Work out how many lines below contain "exploitation", then write only that number.

EXTRACTED RECORDS START

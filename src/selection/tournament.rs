use crate::error::{GeneticError, Result};
use crate::individual::Individual;
use crate::population::Population;
use crate::rng::RandomNumberGenerator;
use crate::selection::selection_strategy::SelectionStrategy;

/// A selection strategy that selects individuals through tournament selection.
///
/// Tournament selection shuffles the whole population in place, takes the first
/// `tournament_size` individuals as the tournament (a uniform draw without replacement)
/// and returns the fittest of them. Ties go to the earlier participant.
///
/// Tournament selection provides a balance between exploration and exploitation:
/// - Smaller tournament sizes lead to more exploration (more random selection)
/// - Larger tournament sizes lead to more exploitation (more focus on the best individuals)
///
/// With `tournament_size == population.len()` the global fittest always wins.
///
/// Selection is not side-effect free: the shuffle destroys any fitness ranking of the
/// population it draws from.
#[cfg_attr(feature = "serde", derive(serde::Serialize, serde::Deserialize))]
#[derive(Debug, Clone)]
pub struct TournamentSelection {
    tournament_size: usize,
}

impl TournamentSelection {
    /// Creates a new TournamentSelection strategy with the specified tournament size.
    ///
    /// # Errors
    ///
    /// Returns an error if `tournament_size` is 0.
    pub fn new(tournament_size: usize) -> Result<Self> {
        if tournament_size < 1 {
            return Err(GeneticError::Configuration(
                "Tournament size must be at least 1".to_string(),
            ));
        }

        Ok(Self { tournament_size })
    }

    pub fn tournament_size(&self) -> usize {
        self.tournament_size
    }

    /// Returns the index of the tournament winner among the first `tournament_size`
    /// individuals of `individuals`.
    fn run_tournament(&self, individuals: &[Individual]) -> usize {
        let mut best_idx = 0;
        let mut best_fitness = individuals[0].fitness();

        for (idx, individual) in individuals
            .iter()
            .enumerate()
            .take(self.tournament_size)
            .skip(1)
        {
            if individual.fitness() > best_fitness {
                best_idx = idx;
                best_fitness = individual.fitness();
            }
        }

        best_idx
    }
}

impl Default for TournamentSelection {
    fn default() -> Self {
        Self { tournament_size: 2 }
    }
}

impl SelectionStrategy for TournamentSelection {
    fn select<'a>(
        &self,
        population: &'a mut Population,
        rng: &mut RandomNumberGenerator,
    ) -> Result<&'a Individual> {
        if population.is_empty() {
            return Err(GeneticError::EmptyPopulation);
        }

        if self.tournament_size > population.len() {
            return Err(GeneticError::Configuration(format!(
                "Tournament size ({}) exceeds population size ({})",
                self.tournament_size,
                population.len()
            )));
        }

        population.shuffle(rng);
        let winner_idx = self.run_tournament(population.individuals());
        population.get(winner_idx)
    }
}
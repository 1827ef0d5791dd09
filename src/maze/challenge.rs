use super::{Maze, Robot};
use crate::error::Result;
use crate::evolution::Challenge;
use crate::individual::Individual;

/// Move budget of a robot when none is configured.
pub const DEFAULT_MAX_MOVES: usize = 100;

/// Scores a genome by letting the robot it encodes walk the maze and counting the
/// distinct route cells it visits.
#[derive(Debug, Clone)]
pub struct MazeChallenge {
    maze: Maze,
    max_moves: usize,
}

impl MazeChallenge {
    pub fn new(maze: Maze) -> Self {
        Self {
            maze,
            max_moves: DEFAULT_MAX_MOVES,
        }
    }

    pub fn with_max_moves(mut self, max_moves: usize) -> Self {
        self.max_moves = max_moves;
        self
    }

    pub fn maze(&self) -> &Maze {
        &self.maze
    }

    pub fn max_moves(&self) -> usize {
        self.max_moves
    }

    /// Runs the robot encoded by `individual` and hands it back, so its route can be
    /// inspected or persisted.
    pub fn replay(&self, individual: &Individual) -> Result<Robot<'_>> {
        let mut robot = Robot::new(individual.genome(), &self.maze, self.max_moves)?;
        robot.run();
        Ok(robot)
    }
}

impl Challenge for MazeChallenge {
    fn score(&self, individual: &Individual) -> Result<f64> {
        let robot = self.replay(individual)?;
        Ok(self.maze.score_route(robot.route()) as f64)
    }
}
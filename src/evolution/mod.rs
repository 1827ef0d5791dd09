pub mod algorithm;
pub mod challenge;
pub mod launcher;
pub mod options;
pub mod termination;

pub use algorithm::GeneticAlgorithm;
pub use challenge::Challenge;
pub use launcher::{EvolutionLauncher, EvolutionResult};
pub use options::{EvolutionOptions, EvolutionOptionsBuilder, LogLevel};
pub use termination::Termination;
use gaze::{
    all_ones::AllOnesChallenge,
    crossover::UniformCrossover,
    error::GeneticError,
    evolution::{EvolutionLauncher, EvolutionOptions, GeneticAlgorithm, LogLevel, Termination},
    rng::RandomNumberGenerator,
    selection::RouletteWheelSelection,
};

fn init_tracing() {
    let _ = tracing_subscriber::fmt()
        .with_test_writer()
        .with_max_level(tracing::Level::INFO)
        .try_init();
}

fn all_ones_launcher(
    termination: Termination,
) -> EvolutionLauncher<RouletteWheelSelection, UniformCrossover, AllOnesChallenge> {
    let options = EvolutionOptions::builder()
        .population_size(100)
        .mutation_rate(0.001)
        .crossover_rate(0.95)
        .elitism_count(2)
        .termination(termination)
        .log_level(LogLevel::Minimal)
        .build()
        .unwrap();
    let algorithm =
        GeneticAlgorithm::new(options, RouletteWheelSelection::new(), UniformCrossover::new())
            .unwrap();
    EvolutionLauncher::new(algorithm, AllOnesChallenge)
}

#[test]
fn test_all_ones_reaches_optimum() {
    init_tracing();
    let launcher = all_ones_launcher(Termination::target_fitness(1.0).or_max_generations(10_000));

    for seed in 0..3 {
        let mut rng = RandomNumberGenerator::from_seed(seed);
        let result = launcher.evolve(50, &mut rng).unwrap();

        assert!(
            result.fittest.fitness() >= 1.0 - 1e-9,
            "seed {} stopped at fitness {} after {} generations",
            seed,
            result.fittest.fitness(),
            result.generations
        );
        assert!(result.fittest.genome().iter().all(|&gene| gene == 1));
        assert!(result.generations <= 10_000);
        assert_eq!(result.best_fitness_history.len(), result.generations);
    }
}

#[test]
fn test_all_ones_is_reproducible_with_a_seed() {
    let launcher = all_ones_launcher(Termination::max_generations(30));

    let first = launcher
        .evolve(50, &mut RandomNumberGenerator::from_seed(99))
        .unwrap();
    let second = launcher
        .evolve(50, &mut RandomNumberGenerator::from_seed(99))
        .unwrap();

    assert_eq!(first, second);
}

#[test]
fn test_invalid_options_are_rejected() {
    let result = EvolutionOptions::builder()
        .population_size(10)
        .elitism_count(11)
        .build();

    match result {
        Err(GeneticError::Configuration(msg)) => assert!(msg.contains("Elitism count")),
        other => panic!("Expected Configuration error, got {:?}", other),
    }
}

EXTRACTED RECORDS END

# ANSWER BELOW
2